Your answer is one number, how many lines in the entries include "with".

--- START ---

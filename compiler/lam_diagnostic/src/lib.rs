//! Errors raised by Lam compiler passes.
//!
//! Every pass fails fast: the first error aborts the pass and is handed back
//! to the caller as a [`PassError`]. The kinds are closed:
//!
//! - `Gen`: generic pass failure with a message
//! - `Panic`: a broken internal invariant (a compiler defect, never expected
//!   from well-formed input)
//! - `Parse`: a wrapped failure from the parser
//! - `Syntax`: malformed surface syntax
//! - `Undefined`: a use-site name that resolves to no binding
//! - `Type`: a genuine type mismatch, with the offending expression, the
//!   expected type and the type found
//!
//! None of them is retryable. Each kind has a stable [`ErrorCode`].

mod error;
mod error_code;
mod mismatch;

pub use error::{ParseError, PassError, PassResult};
pub use error_code::ErrorCode;
pub use mismatch::{Expected, TypeMismatch};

--- END ---

» **Task solution**
2